• Says, ‘ I dread controversies’
Nollywood actress, Elizabeth Omowunmi Tekovi Da Silva popularly known as Liz da Silva in this interview with Showtime Celebrity in a recent event in Lekki reveals some interesting things about her life but also declares that she is scared of controversies.
You have been scarce lately especially in movies. What’s going on?
Are you suggesting that you see all movies that hit the marketers’ shelves every week to have concluded that I am scarce? Well, you don’t expect me to be in all movies, do you? I appear in movies that demands my talent and services and of course that guaranties my pay. Again, I don’t survive on movies alone.
So what else do you do?
I am into clothings and fashion. I deal on African fabrics. I mean African materials like Ankara, Adire, Aso Oke and so on. I sell them and also design them. I shuttle between Lagos and the neighbouring West African countries where I also do my business. I also travel abroad to market my products on demand.
How do you cope doing this business and shuttling between Lagos, West coast and movie locations?
Now, you can understand or appreciate why I must not be in all movies. I try because we are talking money here. Once, I am invited for a movie job, I try to workout my schedule to fit into the program of the producers. Though, I have a couple of persons helping me out in my clothing business. So when I am free from movie jobs, I join them and once I am on a location they continue the job.
Liz Da Silva
How do you combine all these with your family?
Family is family, business is business. None should affect the other because you need money from your business to take care of your family. It is always important to workout things to avoid clash of interests.
Let’s talk about your family …
Please, kindly accept my appeal, I don’t discuss my family or personal life on the pages of newspapers. I dread controversies.
You must agree with me that most broken relationships or marriages start from the pages of newspapers. That is why I hardly grant interviews. I am doing this just because of the event we are attending, the personality of the person we are here to honour and the environment we are. I dread the media so much for fear of being misquoted or misinterpreted. More so, I am a very shy and private person.
How is your son, Abdulrahman doing?
Oh, you know so much about me, so why the interview? My son is doing well. Thank you.
And his father?
You are probing too far and deep. Let’s keep the issue around me please.
You once said for one billion naira, you would act nude in movie, do you still stand by that statement?
Do you have the money ready? Like you know I am an actress and a professional for that matter. I get paid for my job, so you wouldn’t advice me to strip naked for peanuts, do you? I must say this issue was raised in a separate interview with one of your colleagues who blew it beyond proportion and it became a controversy. You can also understand why I say I dread controversies because you never can tell where and how it will end.
Do you regret the statement?
No of course.
You have your annual Africulture Show. What’s your plan for this year?

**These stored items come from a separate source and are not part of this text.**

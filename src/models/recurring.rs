use chrono::{DateTime, NaiveDate, Utc};
use rust_decimal::Decimal;

use super::{Transaction, TxnKind};
use crate::error::AppError;

#[derive(Debug, Clone, Copy, PartialEq, Eq)]
pub enum Frequency {
    Weekly,
    Biweekly,
    Monthly,
    Quarterly,
    Annual,
    OneTime,
}

impl Frequency {
    pub fn as_str(&self) -> &'static str {
        match self {
            Self::Weekly => "weekly",
            Self::Biweekly => "biweekly",
            Self::Monthly => "monthly",
            Self::Quarterly => "quarterly",
            Self::Annual => "annual",
            Self::OneTime => "one_time",
        }
    }

    pub fn parse(s: &str) -> Option<Self> {
        match s.trim().to_lowercase().replace('-', "_").as_str() {
            "weekly" => Some(Self::Weekly),
            "biweekly" => Some(Self::Biweekly),
            "monthly" => Some(Self::Monthly),
            "quarterly" => Some(Self::Quarterly),
            "annual" | "yearly" => Some(Self::Annual),
            "one_time" | "once" => Some(Self::OneTime),
            _ => None,
        }
    }

    pub fn all() -> &'static [Frequency] {
        &[
            Self::Weekly,
            Self::Biweekly,
            Self::Monthly,
            Self::Quarterly,
            Self::Annual,
            Self::OneTime,
        ]
    }
}

impl std::fmt::Display for Frequency {
    fn fmt(&self, f: &mut std::fmt::Formatter<'_>) -> std::fmt::Result {
        write!(f, "{}", self.as_str())
    }
}

/// A schedule that periodically produces ledger transactions.
#[derive(Debug, Clone, PartialEq)]
pub struct RecurringTransaction {
    pub id: Option<i64>,
    pub workspace_id: i64,
    pub name: String,
    pub category_id: Option<i64>,
    pub kind: TxnKind,
    pub amount: Decimal,
    pub currency: String,
    pub frequency: Frequency,
    pub start_date: NaiveDate,
    pub end_date: Option<NaiveDate>,
    pub next_due_date: NaiveDate,
    pub last_processed_at: Option<DateTime<Utc>>,
    /// Set when rollover ends the schedule. A finished template never runs
    /// again, unlike a paused one.
    pub completed_at: Option<DateTime<Utc>>,
    pub is_active: bool,
    pub notes: String,
    pub created_at: String,
}

impl RecurringTransaction {
    pub fn new(
        workspace_id: i64,
        name: String,
        kind: TxnKind,
        amount: Decimal,
        frequency: Frequency,
        start_date: NaiveDate,
    ) -> Self {
        Self {
            id: None,
            workspace_id,
            name,
            category_id: None,
            kind,
            amount,
            currency: "USD".to_string(),
            frequency,
            start_date,
            end_date: None,
            next_due_date: start_date,
            last_processed_at: None,
            completed_at: None,
            is_active: true,
            notes: String::new(),
            created_at: Utc::now().to_rfc3339(),
        }
    }

    pub fn validate(&mut self) -> Result<(), AppError> {
        self.name = self.name.trim().to_string();
        if self.name.is_empty() {
            return Err(AppError::validation("name is required"));
        }
        if self.amount <= Decimal::ZERO {
            return Err(AppError::validation("amount must be greater than zero"));
        }
        self.currency = super::normalize_currency(&self.currency)?;
        if let Some(end) = self.end_date {
            if end < self.start_date {
                return Err(AppError::validation(format!(
                    "end date {end} is before start date {}",
                    self.start_date
                )));
            }
        }
        if self.next_due_date < self.start_date {
            return Err(AppError::validation("next due date cannot precede start date"));
        }
        Ok(())
    }

    pub fn is_due(&self, today: NaiveDate) -> bool {
        self.is_active && !self.is_finished() && self.next_due_date <= today
    }

    /// Income positive, expense negative.
    pub fn signed_amount(&self) -> Decimal {
        self.kind.signed(self.amount)
    }

    pub fn is_finished(&self) -> bool {
        self.completed_at.is_some()
    }

    /// Display status relative to `today`.
    pub fn status(&self, today: NaiveDate) -> &'static str {
        if self.is_finished() {
            "finished"
        } else if self.is_due(today) {
            "due"
        } else if self.is_active {
            "active"
        } else {
            "paused"
        }
    }

    /// Ledger entry for the current occurrence. Amount, currency, kind and
    /// category are copied as they are right now.
    pub fn materialize(&self) -> Transaction {
        Transaction {
            id: None,
            workspace_id: self.workspace_id,
            kind: self.kind,
            amount: self.amount,
            currency: self.currency.clone(),
            category_id: self.category_id,
            date: self.next_due_date,
            description: format!("Recurring: {}", self.name),
            notes: String::new(),
            recurring_id: self.id,
            created_at: Utc::now().to_rfc3339(),
        }
    }
}
use anyhow::{Context, Result};
use base64::engine::general_purpose::STANDARD;
use base64::Engine;
use rand::RngCore;
use std::io::Write;
use std::path::{Path, PathBuf};

const DEFAULT_SESSION_TTL_DAYS: i64 = 30;
const SECRET_FILE: &str = "session.key";

/// Runtime settings, read from `BUDGETSPACE_*` environment variables with
/// defaults under the platform data directory.
#[derive(Debug, Clone, PartialEq, Eq)]
pub(crate) struct Config {
    pub(crate) data_dir: PathBuf,
    pub(crate) db_path: PathBuf,
    /// Explicit signing secret. When absent the secret lives in `data_dir`.
    pub(crate) secret: Option<String>,
    pub(crate) session_ttl_days: i64,
    pub(crate) log_json: bool,
}

impl Config {
    pub(crate) fn from_env() -> Result<Self> {
        Self::from_lookup(platform_data_dir, |key| std::env::var(key).ok())
    }

    /// `default_data_dir` is only consulted when `BUDGETSPACE_DATA_DIR` is
    /// unset.
    pub(crate) fn from_lookup(
        default_data_dir: impl FnOnce() -> Option<PathBuf>,
        lookup: impl Fn(&str) -> Option<String>,
    ) -> Result<Self> {
        let get = |key: &str| lookup(key).filter(|v| !v.trim().is_empty());

        let data_dir = match get("BUDGETSPACE_DATA_DIR") {
            Some(dir) => PathBuf::from(dir),
            None => default_data_dir().ok_or_else(|| {
                anyhow::anyhow!("Could not determine data directory; set BUDGETSPACE_DATA_DIR")
            })?,
        };
        let db_path = get("BUDGETSPACE_DB")
            .map(PathBuf::from)
            .unwrap_or_else(|| data_dir.join("budgetspace.db"));

        let session_ttl_days = match get("BUDGETSPACE_SESSION_TTL_DAYS") {
            Some(raw) => {
                let days: i64 = raw.trim().parse().with_context(|| {
                    format!("BUDGETSPACE_SESSION_TTL_DAYS must be a number, got '{raw}'")
                })?;
                if days <= 0 {
                    anyhow::bail!("BUDGETSPACE_SESSION_TTL_DAYS must be positive, got {days}");
                }
                days
            }
            None => DEFAULT_SESSION_TTL_DAYS,
        };

        let log_json = get("BUDGETSPACE_LOG_JSON")
            .map(|v| matches!(v.trim().to_lowercase().as_str(), "1" | "true" | "yes"))
            .unwrap_or(false);

        Ok(Self {
            data_dir,
            db_path,
            secret: get("BUDGETSPACE_SECRET"),
            session_ttl_days,
            log_json,
        })
    }

    /// Signing secret: the configured one, or the persisted key in the data
    /// directory, created on first use.
    pub(crate) fn session_secret(&self) -> Result<Vec<u8>> {
        if let Some(secret) = &self.secret {
            return Ok(secret.as_bytes().to_vec());
        }

        let path = self.data_dir.join(SECRET_FILE);
        if path.exists() {
            let encoded = std::fs::read_to_string(&path)
                .with_context(|| format!("Failed to read {}", path.display()))?;
            return STANDARD
                .decode(encoded.trim())
                .with_context(|| format!("Corrupt session key in {}", path.display()));
        }

        std::fs::create_dir_all(&self.data_dir).with_context(|| {
            format!("Failed to create data directory: {}", self.data_dir.display())
        })?;
        let mut key = vec![0u8; 32];
        rand::rngs::OsRng.fill_bytes(&mut key);
        write_private(&path, STANDARD.encode(&key).as_bytes())
            .with_context(|| format!("Failed to write {}", path.display()))?;
        tracing::info!(path = %path.display(), "generated session signing key");
        Ok(key)
    }

    pub(crate) fn ensure_data_dir(&self) -> Result<()> {
        if let Some(parent) = self.db_path.parent().filter(|p| !p.as_os_str().is_empty()) {
            std::fs::create_dir_all(parent).with_context(|| {
                format!("Failed to create data directory: {}", parent.display())
            })?;
        }
        Ok(())
    }
}

fn platform_data_dir() -> Option<PathBuf> {
    directories::ProjectDirs::from("com", "budgetspace", "budgetspace")
        .map(|dirs| dirs.data_dir().to_path_buf())
}

/// Create `path` readable by the owner only.
fn write_private(path: &Path, contents: &[u8]) -> std::io::Result<()> {
    let mut options = std::fs::OpenOptions::new();
    options.write(true).create_new(true);
    #[cfg(unix)]
    {
        use std::os::unix::fs::OpenOptionsExt;
        options.mode(0o600);
    }
    let mut file = options.open(path)?;
    file.write_all(contents)?;
    file.sync_all()
}

#[cfg(test)]
#[path = "config_tests.rs"]
mod tests;
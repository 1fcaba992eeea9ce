use chrono::NaiveDate;
use rust_decimal::Decimal;

use crate::error::AppError;

#[derive(Debug, Clone, PartialEq)]
pub struct Budget {
    pub id: Option<i64>,
    pub workspace_id: i64,
    pub category_id: i64,
    /// Format: "YYYY-MM"
    pub month: String,
    pub limit_amount: Decimal,
}

impl Budget {
    pub fn new(workspace_id: i64, category_id: i64, month: String, limit_amount: Decimal) -> Self {
        Self {
            id: None,
            workspace_id,
            category_id,
            month,
            limit_amount,
        }
    }

    pub fn validate(&self) -> Result<(), AppError> {
        parse_month(&self.month)?;
        if self.limit_amount < Decimal::ZERO {
            return Err(AppError::validation("budget limit cannot be negative"));
        }
        Ok(())
    }
}

/// Parse a "YYYY-MM" month into its first day.
pub fn parse_month(month: &str) -> Result<NaiveDate, AppError> {
    if month.len() != 7 {
        return Err(AppError::validation(format!(
            "month must look like YYYY-MM, got '{month}'"
        )));
    }
    NaiveDate::parse_from_str(&format!("{month}-01"), "%Y-%m-%d")
        .map_err(|_| AppError::validation(format!("'{month}' is not a valid month")))
}
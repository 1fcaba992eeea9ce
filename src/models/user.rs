#[derive(Debug, Clone, PartialEq, Eq)]
pub struct User {
    pub id: Option<i64>,
    pub email: String,
    pub name: String,
    pub created_at: String,
}

impl User {
    pub fn new(email: &str, name: String) -> Self {
        Self {
            id: None,
            email: email.trim().to_lowercase(),
            name,
            created_at: chrono::Utc::now().to_rfc3339(),
        }
    }
}

/// Per-user settings. Users without a stored row get `Preferences::new`.
#[derive(Debug, Clone, PartialEq, Eq)]
pub struct Preferences {
    pub user_id: i64,
    pub currency: String,
    pub default_workspace_id: Option<i64>,
}

impl Preferences {
    pub fn new(user_id: i64) -> Self {
        Self {
            user_id,
            currency: "USD".to_string(),
            default_workspace_id: None,
        }
    }
}
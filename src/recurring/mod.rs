//! Recurring-transaction rollover.
//!
//! A pass selects every active template of a workspace whose next due date
//! has arrived, appends one ledger transaction per template dated at that
//! due date, then either advances the template by one step of its frequency
//! or deactivates it when the schedule is over. Overdue templates catch up
//! one step per pass.

mod schedule;

pub(crate) use schedule::next_occurrence;

use anyhow::{Context, Result};
use chrono::{DateTime, NaiveDate, TimeZone, Utc};

use crate::models::{RecurringTransaction, Transaction};

/// Where templates are read from and advanced.
pub(crate) trait TemplateStore {
    /// Active templates of the workspace with `next_due_date <= today`.
    fn list_active_due_before(
        &self,
        workspace_id: i64,
        today: NaiveDate,
    ) -> Result<Vec<RecurringTransaction>>;

    fn advance(
        &self,
        template_id: i64,
        next_due_date: NaiveDate,
        last_processed_at: DateTime<Utc>,
    ) -> Result<()>;

    fn deactivate(&self, template_id: i64, last_processed_at: DateTime<Utc>) -> Result<()>;
}

/// Append-only view of the ledger.
pub(crate) trait LedgerStore {
    fn append(&self, txn: &Transaction) -> Result<Transaction>;
}

#[derive(Debug, Clone, Copy, PartialEq, Eq)]
pub(crate) enum Outcome {
    Advanced(NaiveDate),
    Deactivated,
}

/// One template handled by a pass.
#[derive(Debug, Clone, PartialEq)]
pub(crate) struct Processed {
    pub(crate) template_id: i64,
    pub(crate) name: String,
    /// Date of the ledger transaction that was created.
    pub(crate) occurrence: NaiveDate,
    pub(crate) transaction_id: Option<i64>,
    pub(crate) outcome: Outcome,
}

/// The template that stopped a pass.
#[derive(Debug)]
pub(crate) struct Failure {
    pub(crate) template_id: Option<i64>,
    pub(crate) name: String,
    pub(crate) error: anyhow::Error,
}

#[derive(Debug, Default)]
pub(crate) struct RolloverReport {
    pub(crate) processed: Vec<Processed>,
    pub(crate) failure: Option<Failure>,
}

impl RolloverReport {
    /// Templates processed: transactions created plus deactivations.
    pub(crate) fn count(&self) -> usize {
        self.processed.len()
    }

    pub(crate) fn is_complete(&self) -> bool {
        self.failure.is_none()
    }
}

/// Run one rollover pass for `workspace_id`.
///
/// Due dates are compared with the calendar date of `now` in its own time
/// zone; `last_processed_at` is stamped in UTC.
///
/// Records are handled one by one with no grouping: the first failure ends
/// the pass and is reported in `RolloverReport::failure`, while everything
/// processed before it stays committed. Only a failure to list the due
/// templates is returned as `Err`.
pub(crate) fn process_due<S, Tz>(
    store: &S,
    workspace_id: i64,
    now: DateTime<Tz>,
) -> Result<RolloverReport>
where
    S: TemplateStore + LedgerStore + ?Sized,
    Tz: TimeZone,
{
    let today = now.date_naive();
    let now = now.with_timezone(&Utc);
    let due = store
        .list_active_due_before(workspace_id, today)
        .with_context(|| format!("Failed to list due templates for workspace {workspace_id}"))?;

    let mut report = RolloverReport::default();
    for template in due {
        match process_one(store, &template, now) {
            Ok(processed) => {
                tracing::info!(
                    workspace_id,
                    template_id = processed.template_id,
                    occurrence = %processed.occurrence,
                    outcome = ?processed.outcome,
                    "processed recurring template"
                );
                report.processed.push(processed);
            }
            Err(error) => {
                tracing::warn!(
                    workspace_id,
                    template_id = ?template.id,
                    processed = report.count(),
                    "rollover stopped: {error:#}"
                );
                report.failure = Some(Failure {
                    template_id: template.id,
                    name: template.name.clone(),
                    error,
                });
                break;
            }
        }
    }
    Ok(report)
}

fn process_one<S>(
    store: &S,
    template: &RecurringTransaction,
    now: DateTime<Utc>,
) -> Result<Processed>
where
    S: TemplateStore + LedgerStore + ?Sized,
{
    let template_id = template
        .id
        .with_context(|| format!("Recurring template '{}' has no id", template.name))?;
    let occurrence = template.next_due_date;

    let created = store.append(&template.materialize()).with_context(|| {
        format!("Failed to record {occurrence} occurrence of '{}'", template.name)
    })?;

    let next = next_occurrence(template.frequency, occurrence, template.start_date)
        .filter(|next| template.end_date.map_or(true, |end| *next <= end));

    let outcome = match next {
        Some(next) => {
            store
                .advance(template_id, next, now)
                .with_context(|| format!("Failed to advance '{}'", template.name))?;
            Outcome::Advanced(next)
        }
        None => {
            store
                .deactivate(template_id, now)
                .with_context(|| format!("Failed to deactivate '{}'", template.name))?;
            Outcome::Deactivated
        }
    };

    Ok(Processed {
        template_id,
        name: template.name.clone(),
        occurrence,
        transaction_id: created.id,
        outcome,
    })
}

We are still working on the logistics. It used to be Ankara Day until I changed it to Africulture to capture my dream and also widen the word Ankara. We look out for sponsors to help in putting up a great show as usual. I hope this year’s show will be another huge success.
The Show is another means of appreciating the society, how do you plan to touch lives this year?
Like you already know, the Show comes up 27th of December every year. From the proceeds, we randomly select and pick less privileged children from the streets based on the areas we had planned to visit and we give them both items and cash. We are hoping to take it to the next level which is scholarships to indigent children but it all depends on the support we get from the private and public sectors and of course well meaning Nigerians.
Most of your colleagues have taken to music to add value to their acting job, are you thinking along that line?
You don’t do things because someone else has done it. You don’t work with people’s time, talent or passion. You try to carve a niche for yourself with your own time, talent and passion. Like I said earlier, I am into fashion or African fabrics. I also run a foundation which the Africulture is part of. It is what I love doing. I also cook a lot. If you have an event for instance and you need great delicacies of African touch and class of excellence, I am at your service. I can sing too but not to the point of going into music yet. Not for now at least. I am not thinking along that line.
How do you wade off male fans who make advances to you?
In my profession, you just cannot run away from the fact that loads of admirers want to convert their admiration into something similar to love. They are both different and you must know this as an adult and as a professional. So you must endeavor to draw a thick line between both. The question you must ask yourself is, how many lovers would I have if I listen to them all or take them serious. So, it is only natural that you politely, tell them thanks for the interest in me, but, sorry, I cannot help you.
What is your greatest challenge in acting?
Trying to meet up the standard of character whose role one is playing. You could be asked to play the character of a mad woman, a widow or a prostitute. These are different characters with unique identities which require special traits. So doing your best to fit into that role and satisfying your producers, directors and of course your teeming fans out there is always a challenge to me, I try to give my best at all times.